Consultative Commission on Industrial Change (CCMI)


The role of the European Economic and Social Committee (EESC) in promoting a structured dialogue on industrial change in the EU

The European Economic and Social Committee's Consultative Commission on Industrial Change (CCMI) combines over 50 years of experience with consultative dialogue gained from the European Coal and Steel Community's Consultative Committee with a wide-ranging composition and remit to produce a body unique to the European institutions. It is a new kind of model for discussion/dialogue of policy issues between different actors in the field of industrial change.

The CCMI looks at industrial change issues across a wide spectrum of sectors. As such, it offers added value to the work of the EESC as a whole. It is of particular value to those new Member States currently undergoing the process of industrial change and its new composition, created at the end of 2004, reflects this fact in the form of significant representation from these countries.

The CCMI is more than just a repository of lessons learnt in the past. In keeping with the subjects it treats, the role of the CCMI is to look to the future. The emphasis is on anticipation, pre-emption and analysis so as to ensure positive common approaches to the management of industrial change from an economic, social, territorial and environmental point of view. The CCMI promotes coordination and coherence of Community action in relation to the main industrial changes in the context of the enlarged EU and ensures balance between the need for socially acceptable change and the retention of a competitive edge for EU industry.

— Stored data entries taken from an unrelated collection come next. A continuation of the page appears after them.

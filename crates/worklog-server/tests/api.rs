//! API integration tests over the full router.
//!
//! These run against real state backed by a temp database; the feed and
//! relay URLs point at an unroutable port so nothing leaves the process.

use axum::http::StatusCode;
use axum_test::TestServer;
use std::sync::Arc;
use worklog_server::{config::Config, state::AppState};
use worklog_types::{WorkItem, WorkStatus};

fn test_state(dir: &tempfile::TempDir) -> Arc<AppState> {
    let config = Config {
        db_path: dir.path().join("worklog.db"),
        feed_url: "http://127.0.0.1:9/feed.csv".to_string(),
        relay_url: "http://127.0.0.1:9/chat".to_string(),
        reset_on_start: false,
        ..Config::default()
    };
    Arc::new(AppState::new(config).expect("state"))
}

fn test_server(state: Arc<AppState>) -> TestServer {
    TestServer::new(worklog_server::router(state)).expect("test server")
}

fn item(date: &str, name: &str, work: &str, status: WorkStatus) -> WorkItem {
    WorkItem {
        date: date.to_string(),
        employee_name: name.to_string(),
        work: work.to_string(),
        status,
        observed_at: chrono::Utc::now(),
    }
}

#[tokio::test]
async fn test_health() {
    let dir = tempfile::tempdir().unwrap();
    let server = test_server(test_state(&dir));

    let response = server.get("/api/health").await;
    assert_eq!(response.status_code(), StatusCode::OK);

    let body: serde_json::Value = response.json();
    assert_eq!(body["status"], "ok");
}

#[tokio::test]
async fn test_pending_view_is_capped_with_stats() {
    let dir = tempfile::tempdir().unwrap();
    let state = test_state(&dir);

    let mut history = Vec::new();
    for i in 0..60 {
        history.push(item(
            "01-15-24",
            "Abdullah",
            &format!("job {}", i),
            WorkStatus::Pending,
        ));
    }
    history.push(item("01-15-24", "Abdullah", "done job", WorkStatus::Finished));
    state.history.merge(&history).unwrap();

    let server = test_server(state);
    let response = server.get("/api/view").add_query_param("mode", "pending").await;
    assert_eq!(response.status_code(), StatusCode::OK);

    let body: serde_json::Value = response.json();
    assert_eq!(body["items"].as_array().unwrap().len(), 50);
    assert_eq!(body["stats"]["counts"]["pending"], 50);
    assert_eq!(body["stats"]["counts"]["total"], 50);

    // Completed counts follow full history, not the pending display set.
    let people = body["stats"]["people"].as_array().unwrap();
    assert_eq!(people[0]["name"], "Abdullah");
    assert_eq!(people[0]["completed"], 1);
}

#[tokio::test]
async fn test_unknown_mode_falls_back_to_snapshot() {
    let dir = tempfile::tempdir().unwrap();
    let state = test_state(&dir);

    state.set_snapshot(vec![item("01-15-24", "Hamza", "Oil change", WorkStatus::Working)]);
    state
        .history
        .merge(&[
            item("01-15-24", "Abdullah", "Fix pump", WorkStatus::Pending),
            item("01-16-24", "Zain", "Inspect belt", WorkStatus::Pending),
        ])
        .unwrap();

    let server = test_server(state);
    let response = server.get("/api/view").add_query_param("mode", "calendar").await;
    assert_eq!(response.status_code(), StatusCode::OK);

    let body: serde_json::Value = response.json();
    assert!(body.get("mode").is_none() || body["mode"].is_null());
    let items = body["items"].as_array().unwrap();
    assert_eq!(items.len(), 1);
    assert_eq!(items[0]["employeeName"], "Hamza");
}

#[tokio::test]
async fn test_monthly_view_narrowed_to_day() {
    let dir = tempfile::tempdir().unwrap();
    let state = test_state(&dir);

    state
        .history
        .merge(&[
            item("01-15-24", "Abdullah", "Fix pump", WorkStatus::Finished),
            item("01-20-24", "Hamza", "Oil change", WorkStatus::Pending),
            item("02-01-24", "Zain", "Inspect belt", WorkStatus::Working),
        ])
        .unwrap();

    let server = test_server(state);
    let response = server
        .get("/api/view")
        .add_query_param("mode", "monthly")
        .add_query_param("month", "2024-01")
        .add_query_param("day", "01-15-24")
        .await;
    assert_eq!(response.status_code(), StatusCode::OK);

    let body: serde_json::Value = response.json();
    let items = body["items"].as_array().unwrap();
    assert_eq!(items.len(), 1);
    assert_eq!(items[0]["date"], "01-15-24");
}

#[tokio::test]
async fn test_history_endpoint_reports_total() {
    let dir = tempfile::tempdir().unwrap();
    let state = test_state(&dir);

    state
        .history
        .merge(&[
            item("01-15-24", "Abdullah", "Fix pump", WorkStatus::Pending),
            item("01-15-24", "Abdullah", "Fix pump", WorkStatus::Finished),
        ])
        .unwrap();

    let server = test_server(state);
    let response = server.get("/api/history").await;
    let body: serde_json::Value = response.json();

    // The second item was a status-only change, dropped by the dedup key.
    assert_eq!(body["total"], 1);
}

#[tokio::test]
async fn test_refresh_fails_without_touching_state() {
    let dir = tempfile::tempdir().unwrap();
    let state = test_state(&dir);

    state.set_snapshot(vec![item("01-15-24", "Hamza", "Oil change", WorkStatus::Working)]);

    let server = test_server(state.clone());
    let response = server.post("/api/refresh").await;
    assert_eq!(response.status_code(), StatusCode::BAD_GATEWAY);

    // Prior snapshot survives the failed cycle.
    assert_eq!(state.snapshot().len(), 1);
}
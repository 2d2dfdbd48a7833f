//! Shared types for the Worklog ingestion service.

mod chat;
mod stats;
mod view;
mod work;

pub use chat::*;
pub use stats::*;
pub use view::*;
pub use work::*;
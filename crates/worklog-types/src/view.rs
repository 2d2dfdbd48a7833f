//! View selection inputs. Transient query state, never persisted.

use serde::{Deserialize, Serialize};

/// Named strategy for deriving a display record set.
#[derive(Debug, Clone, Copy, PartialEq, Eq, Serialize, Deserialize)]
#[serde(rename_all = "lowercase")]
pub enum ViewMode {
    /// Today's slice of the current snapshot.
    Live,
    /// One calendar month of history, optionally narrowed to a day.
    Monthly,
    /// All pending items across history, capped for display.
    Pending,
}

impl std::str::FromStr for ViewMode {
    type Err = String;

    fn from_str(s: &str) -> Result<Self, Self::Err> {
        match s.to_lowercase().as_str() {
            "live" => Ok(ViewMode::Live),
            "monthly" => Ok(ViewMode::Monthly),
            "pending" => Ok(ViewMode::Pending),
            other => Err(format!("unsupported view mode: '{}'", other)),
        }
    }
}

/// Month/day narrowing for the monthly view.
#[derive(Debug, Clone, Default, Serialize, Deserialize)]
pub struct DateFilter {
    /// Month key in `YYYY-MM` form.
    pub month: String,
    /// Optional specific day in `MM-DD-YY` form.
    #[serde(default, skip_serializing_if = "Option::is_none")]
    pub day: Option<String>,
}

#[cfg(test)]
mod tests {
    use super::*;

    #[test]
    fn test_view_mode_from_str() {
        assert_eq!("live".parse::<ViewMode>().unwrap(), ViewMode::Live);
        assert_eq!("Monthly".parse::<ViewMode>().unwrap(), ViewMode::Monthly);
        assert!("calendar".parse::<ViewMode>().is_err());
    }
}
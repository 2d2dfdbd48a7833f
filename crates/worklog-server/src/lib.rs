//! Worklog server library - HTTP server over the feed ingestion engine.
//!
//! Routes, state, config, and the refresh task live here rather than in
//! main.rs to enable integration testing.

pub mod config;
pub mod logging;
pub mod refresher;
pub mod routes;
pub mod state;

use axum::{
    routing::{get, post},
    Router,
};
use state::AppState;
use std::sync::Arc;
use tower_http::{
    cors::{Any, CorsLayer},
    trace::TraceLayer,
};

/// Build the full application router.
pub fn router(state: Arc<AppState>) -> Router {
    let api_routes = Router::new()
        .route("/view", get(routes::views::view))
        .route("/snapshot", get(routes::views::snapshot))
        .route("/history", get(routes::views::history))
        .route("/refresh", post(routes::views::refresh))
        .route("/chat", post(routes::chat::relay))
        .route("/health", get(routes::health));

    Router::new()
        .nest("/api", api_routes)
        .layer(
            CorsLayer::new()
                .allow_origin(Any)
                .allow_methods(Any)
                .allow_headers(Any),
        )
        .layer(TraceLayer::new_for_http())
        .with_state(state)
}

In view of the expiry of the ECSC Treaty on 23 July 2002, the Industry Council of 18 May 2002 asked the European Commission to submit its ideas on the future of structured dialogue in the areas covered by this Treaty.

In its Communication of 27 September 2000 (COM(2000) 588 final), drawn up in close consultation with the EESC, the Commission proposed the creation of a specific structure within the Committee that would not only permit the retention of valuable expertise built up during the ECSC years and the continuation of structured dialogue in the areas of coal and steel, but would be expanded gradually, ultimately to cover all issues relating to industrial change in an enlarged EU.


With regard to the content of this major extension of the EESC's consultative role, the Commission stresses its "determination to examine the development of ECSC structured dialogue in a firmly future-based perspective". The ECSC's unique "experience - notably in the fields of social consensus, industrial restructuring and research - will enhance the EESC's ability to play an active role in modernising the European economy and making it more competitive".

The other European institutions supported these proposals and provided the EESC with the resources needed to run this new body, which was set up on 24 October 2002 by the Committee's Plenary Assembly.


The CCMI is made up of 51 EESC members and 51 external delegates, drawing on a wide range of knowledge and experience gained in a variety of socio-occupational organisations in various sectors affected by the modernisation of the economy. The Chairman of the CCMI is a member of the EESC and the Co-Chairman is a delegate. The delegate body is divided into three categories (employers, employees, various interests), similar to the structure of the three EESC groups. Following the enlargement to 27 Member States and given the particularly appropriate nature of the CCMI’s expertise to the new Member States, the new CCMI composition includes a high proportion of members and delegates from these countries.


The creation of the CCMI opened up new avenues. The EESC is now able to draw up opinions as part of a direct structured dialogue between its members and representatives of the sectors and interest groups affected by industrial change. This permits the examination of problems in all their complexity – from an economic and social angle, in relation to environmental protection or sustainable development. They are dealt with as part of the normal EU decision-making process by means of referrals from the institutions (possibly requests for exploratory opinions) or own-initiative opinions, which the Committee believes are necessary to influence developments in the EU.

Remit and means of setting out its views

The CCMI's remit:

  • continues to cover those areas of the coal and steel industries and their production and consumption chains in which the Community is active;
  • has been progressively extended to the handling of industrial change in other sectors of activity and its repercussions on employment, social and structural policy measures, aid and competition policy, research and technological development, environmental and sustainable development policy, energy policy, trade policy;
  • includes a particular emphasis on the challenges posed by industrial change in the new Member States.

The CCMI can express its views through mandatory opinions under the terms of the Treaty, optional and exploratory opinions at the request of the European Parliament, the Council and the Commission, as well as own-initiative opinions, information reports and the holding of conferences and hearings.

It maintains a close working relationship with the other EU institutions and agencies and with organisations across the whole range of issues linked to industrial change.